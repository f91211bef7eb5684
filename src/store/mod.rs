//! The async store every screen talks to.
//!
//! Each operation loads the whole collection fresh from disk, so reads always
//! reflect the last successful write. Writes hold one lock per storage file
//! across load-modify-save; every store opened on the same file in this
//! process shares it. Failures are logged here and surface only as `false`
//! or an empty result.

pub mod persistence;

use std::collections::HashMap;
use std::path::{Path, PathBuf};
use std::sync::{Arc, OnceLock, Weak};

use chrono::NaiveDate;
use tokio::sync::Mutex;

use crate::collection::LogCollection;
use crate::error::{Result, StoreError};
use crate::fields::LogField;
use crate::models::{BleedingEpisode, LogFields, LogRecord, YearMonth};
use crate::series::{self, MonthlySeries, SeriesPoint};

#[derive(Debug, Clone)]
pub struct LogStore {
    path: Arc<PathBuf>,
    writer: Arc<Mutex<()>>,
}

impl LogStore {
    /// A store keeping its collection in `data_dir`.
    pub fn open(data_dir: impl AsRef<Path>) -> Self {
        Self::at_path(persistence::storage_file(data_dir.as_ref()))
    }

    /// A store keeping its collection in exactly `path`.
    pub fn at_path(path: impl Into<PathBuf>) -> Self {
        let path = path.into();
        let writer = writer_for(&path);
        Self {
            path: Arc::new(path),
            writer,
        }
    }

    pub fn path(&self) -> &Path {
        &self.path
    }

    // ---- persistence ----

    /// The full collection; empty when nothing is stored or the stored
    /// payload cannot be read.
    pub async fn load_all(&self) -> LogCollection {
        match persistence::read(&self.path).await {
            Ok(Some(logs)) => {
                tracing::debug!("📖 loaded {} activity logs", logs.len());
                logs
            }
            Ok(None) => LogCollection::new(),
            Err(e) => {
                tracing::error!("❌ failed to load activity logs: {}", e);
                LogCollection::new()
            }
        }
    }

    pub async fn save_all(&self, logs: &LogCollection) -> bool {
        let _guard = self.writer.lock().await;
        self.persist(logs).await
    }

    pub async fn clear_all(&self) -> bool {
        let _guard = self.writer.lock().await;
        match persistence::remove(&self.path).await {
            Ok(()) => {
                tracing::info!("🧹 cleared all activity logs");
                true
            }
            Err(e) => {
                tracing::error!("❌ failed to clear activity logs: {}", e);
                false
            }
        }
    }

    async fn persist(&self, logs: &LogCollection) -> bool {
        match persistence::write(&self.path, logs).await {
            Ok(()) => true,
            Err(e) => {
                tracing::error!("❌ failed to save activity logs: {}", e);
                false
            }
        }
    }

    /// Loads for a write. An unreadable payload counts as empty, but an I/O
    /// failure aborts the write so existing data is not overwritten.
    async fn load_for_write(&self) -> Result<LogCollection> {
        match persistence::read(&self.path).await {
            Ok(logs) => Ok(logs.unwrap_or_default()),
            Err(e @ StoreError::Decode { .. }) => {
                tracing::warn!("⚠️ replacing unreadable activity logs: {}", e);
                Ok(LogCollection::new())
            }
            Err(e) => Err(e),
        }
    }

    // ---- write path ----

    /// Replaces the whole record for `date` with `fields`, recomputing the
    /// derived flags. Select values must be options of their field, unless
    /// the record already stored for `date` holds the same value there.
    pub async fn save_log(&self, date: NaiveDate, fields: LogFields) -> bool {
        let _guard = self.writer.lock().await;
        let mut logs = match self.load_for_write().await {
            Ok(logs) => logs,
            Err(e) => {
                tracing::error!("❌ failed to load activity logs before saving {}: {}", date, e);
                return false;
            }
        };

        let stored = logs.get(date).map(LogRecord::fields);
        if let Err(e) = fields.validate_against(stored) {
            tracing::warn!("⚠️ refusing to save log for {}: {}", date, e);
            return false;
        }

        let record = LogRecord::new(date, fields);
        let (has_bleeding, has_any_activity) = (record.has_bleeding(), record.has_any_activity());
        logs.insert(record);

        let saved = self.persist(&logs).await;
        if saved {
            tracing::info!(
                "💾 saved log for {} (bleeding: {}, activity: {})",
                date,
                has_bleeding,
                has_any_activity
            );
        }
        saved
    }

    pub async fn get_log(&self, date: NaiveDate) -> Option<LogRecord> {
        self.load_all().await.remove(date)
    }

    pub async fn delete_log(&self, date: NaiveDate) -> bool {
        let _guard = self.writer.lock().await;
        let mut logs = match self.load_for_write().await {
            Ok(logs) => logs,
            Err(e) => {
                tracing::error!("❌ failed to load activity logs before deleting {}: {}", date, e);
                return false;
            }
        };

        if logs.remove(date).is_none() {
            tracing::debug!("no log stored for {}, nothing to delete", date);
            return true;
        }

        let deleted = self.persist(&logs).await;
        if deleted {
            tracing::info!("🗑️ deleted log for {}", date);
        }
        deleted
    }

    // ---- queries ----

    pub async fn all_dates(&self) -> Vec<NaiveDate> {
        self.load_all().await.all_dates()
    }

    pub async fn dates_with_bleeding(&self) -> Vec<NaiveDate> {
        self.load_all().await.dates_with_bleeding()
    }

    pub async fn dates_with_any_activity(&self) -> Vec<NaiveDate> {
        self.load_all().await.dates_with_any_activity()
    }

    pub async fn months_with_data(&self) -> Vec<YearMonth> {
        self.load_all().await.months_with_data()
    }

    pub async fn dates_in_month(&self, month: YearMonth) -> Vec<NaiveDate> {
        self.load_all().await.dates_in_month(month)
    }

    pub async fn bleeding_episodes(&self) -> Vec<BleedingEpisode> {
        self.load_all().await.bleeding_episodes()
    }

    // ---- projection ----

    pub async fn time_series(
        &self,
        fields: &[LogField],
        start: Option<NaiveDate>,
        end: Option<NaiveDate>,
    ) -> Vec<SeriesPoint> {
        series::time_series(&self.load_all().await, fields, start, end)
    }

    pub async fn monthly_series(
        &self,
        month: YearMonth,
        primary: LogField,
        secondary: Option<LogField>,
    ) -> MonthlySeries {
        series::monthly_series(&self.load_all().await, month, primary, secondary)
    }
}

type WriterRegistry = parking_lot::Mutex<HashMap<PathBuf, Weak<Mutex<()>>>>;

/// The write lock for `path`, shared with every live store on the same file.
fn writer_for(path: &Path) -> Arc<Mutex<()>> {
    static WRITERS: OnceLock<WriterRegistry> = OnceLock::new();

    let key = std::path::absolute(path).unwrap_or_else(|_| path.to_path_buf());
    let mut writers = WRITERS.get_or_init(Default::default).lock();
    if let Some(writer) = writers.get(&key).and_then(Weak::upgrade) {
        return writer;
    }
    writers.retain(|_, writer| writer.strong_count() > 0);
    let writer = Arc::new(Mutex::new(()));
    writers.insert(key, Arc::downgrade(&writer));
    writer
}

#[cfg(test)]
mod tests {
    use super::*;

    fn date(s: &str) -> NaiveDate {
        NaiveDate::parse_from_str(s, "%Y-%m-%d").unwrap()
    }

    fn heavy_and_happy() -> LogFields {
        let mut fields = LogFields::default();
        fields.bleeding = Some("Heavy".into());
        fields.mood = ["Happy".to_string(), "Sad".to_string()].into();
        fields
    }

    #[tokio::test]
    async fn save_then_get_returns_enriched_record() {
        let dir = tempfile::tempdir().unwrap();
        let store = LogStore::open(dir.path());

        assert!(store.save_log(date("2025-03-10"), heavy_and_happy()).await);

        let record = store.get_log(date("2025-03-10")).await.unwrap();
        assert_eq!(record.fields(), &heavy_and_happy());
        assert!(record.has_bleeding());
        assert!(record.has_any_activity());
        assert_eq!(store.get_log(date("2025-03-11")).await, None);
    }

    #[tokio::test]
    async fn saving_replaces_the_whole_record() {
        let dir = tempfile::tempdir().unwrap();
        let store = LogStore::open(dir.path());

        assert!(store.save_log(date("2025-03-10"), heavy_and_happy()).await);
        let mut later = LogFields::default();
        later.steps = "5000".into();
        assert!(store.save_log(date("2025-03-10"), later.clone()).await);

        let record = store.get_log(date("2025-03-10")).await.unwrap();
        assert_eq!(record.fields(), &later);
        assert!(!record.has_bleeding());
    }

    #[tokio::test]
    async fn invalid_options_are_rejected_without_writing() {
        let dir = tempfile::tempdir().unwrap();
        let store = LogStore::open(dir.path());

        let mut fields = LogFields::default();
        fields.bleeding = Some("Torrential".into());
        assert!(!store.save_log(date("2025-03-10"), fields).await);
        assert!(!store.path().exists());
    }

    #[tokio::test]
    async fn deleting_an_unknown_date_succeeds() {
        let dir = tempfile::tempdir().unwrap();
        let store = LogStore::open(dir.path());
        assert!(store.delete_log(date("2025-03-10")).await);
        assert!(store.all_dates().await.is_empty());
    }

    #[tokio::test]
    async fn corrupt_payload_reads_as_empty_and_is_replaced_on_write() {
        let dir = tempfile::tempdir().unwrap();
        let store = LogStore::open(dir.path());
        std::fs::write(store.path(), b"{ not json").unwrap();

        assert!(store.load_all().await.is_empty());
        assert!(store.save_log(date("2025-01-01"), heavy_and_happy()).await);
        assert_eq!(store.all_dates().await, vec![date("2025-01-01")]);
    }

    #[tokio::test]
    async fn clear_removes_everything() {
        let dir = tempfile::tempdir().unwrap();
        let store = LogStore::open(dir.path());
        assert!(store.save_log(date("2025-01-01"), heavy_and_happy()).await);

        assert!(store.clear_all().await);
        assert!(store.all_dates().await.is_empty());
        assert!(!store.path().exists());
        assert!(store.clear_all().await);
    }

    #[tokio::test]
    async fn already_stored_legacy_values_do_not_block_other_edits() {
        let dir = tempfile::tempdir().unwrap();
        let store = LogStore::open(dir.path());
        std::fs::write(
            store.path(),
            br#"{"2025-01-05":{"bleeding":"Torrential","weight":"60"}}"#,
        )
        .unwrap();

        let mut fields = store.get_log(date("2025-01-05")).await.unwrap().into_fields();
        fields.steps = "9000".into();
        assert!(store.save_log(date("2025-01-05"), fields.clone()).await);

        let record = store.get_log(date("2025-01-05")).await.unwrap();
        assert_eq!(record.fields().bleeding.as_deref(), Some("Torrential"));
        assert_eq!(record.fields().steps, "9000");

        // The legacy value is only tolerated on the day that already holds it.
        assert!(!store.save_log(date("2025-01-06"), fields).await);
        assert_eq!(store.get_log(date("2025-01-06")).await, None);
    }

    #[tokio::test]
    async fn save_all_replaces_the_collection() {
        let dir = tempfile::tempdir().unwrap();
        let store = LogStore::open(dir.path());
        assert!(store.save_log(date("2025-01-01"), heavy_and_happy()).await);

        let mut steps = LogFields::default();
        steps.steps = "7000".into();
        let logs: LogCollection = [
            LogRecord::new(date("2025-02-01"), heavy_and_happy()),
            LogRecord::new(date("2025-02-02"), steps),
        ]
        .into_iter()
        .collect();
        assert!(store.save_all(&logs).await);

        assert_eq!(store.load_all().await, logs);
        assert_eq!(
            store.all_dates().await,
            vec![date("2025-02-01"), date("2025-02-02")]
        );
    }

    #[tokio::test]
    async fn unwritable_location_fails_softly() {
        let dir = tempfile::tempdir().unwrap();
        let blocker = dir.path().join("not-a-dir");
        std::fs::write(&blocker, b"plain file").unwrap();
        let store = LogStore::open(blocker.join("data"));

        let logs: LogCollection = [LogRecord::new(date("2025-02-01"), heavy_and_happy())]
            .into_iter()
            .collect();
        assert!(!store.save_all(&logs).await);
        assert!(!store.save_log(date("2025-02-01"), heavy_and_happy()).await);
        assert!(!store.delete_log(date("2025-02-01")).await);
        assert!(!store.clear_all().await);
        assert!(store.load_all().await.is_empty());
        assert_eq!(std::fs::read(&blocker).unwrap(), b"plain file");
    }

    #[tokio::test]
    async fn read_failure_aborts_writes_without_touching_data() {
        let dir = tempfile::tempdir().unwrap();
        let store = LogStore::open(dir.path());
        std::fs::create_dir(store.path()).unwrap();
        let kept = store.path().join("keep.txt");
        std::fs::write(&kept, b"still here").unwrap();

        assert!(!store.save_log(date("2025-03-01"), heavy_and_happy()).await);
        assert!(!store.delete_log(date("2025-03-01")).await);

        assert!(store.path().is_dir());
        assert_eq!(std::fs::read(&kept).unwrap(), b"still here");
    }

    #[tokio::test]
    async fn stores_on_the_same_file_share_one_writer() {
        let dir = tempfile::tempdir().unwrap();
        let first = LogStore::open(dir.path());
        let second = LogStore::open(dir.path());
        let elsewhere = LogStore::open(dir.path().join("other"));

        assert!(Arc::ptr_eq(&first.writer, &second.writer));
        assert!(Arc::ptr_eq(&first.writer, &first.clone().writer));
        assert!(!Arc::ptr_eq(&first.writer, &elsewhere.writer));
    }

    #[tokio::test(flavor = "multi_thread", worker_threads = 4)]
    async fn separately_opened_stores_do_not_lose_writes() {
        let dir = tempfile::tempdir().unwrap();

        let mut handles = Vec::new();
        for day in 1..=16u32 {
            let store = LogStore::open(dir.path());
            handles.push(tokio::spawn(async move {
                let mut fields = LogFields::default();
                fields.steps = (day * 100).to_string();
                store
                    .save_log(NaiveDate::from_ymd_opt(2025, 8, day).unwrap(), fields)
                    .await
            }));
        }
        for handle in handles {
            assert!(handle.await.unwrap());
        }

        assert_eq!(LogStore::open(dir.path()).all_dates().await.len(), 16);
    }
}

▬▬▬▬▬▬

Looking at the data above, say how many lines contain the word "saved", with no added words.

▶ **Written reply**: 4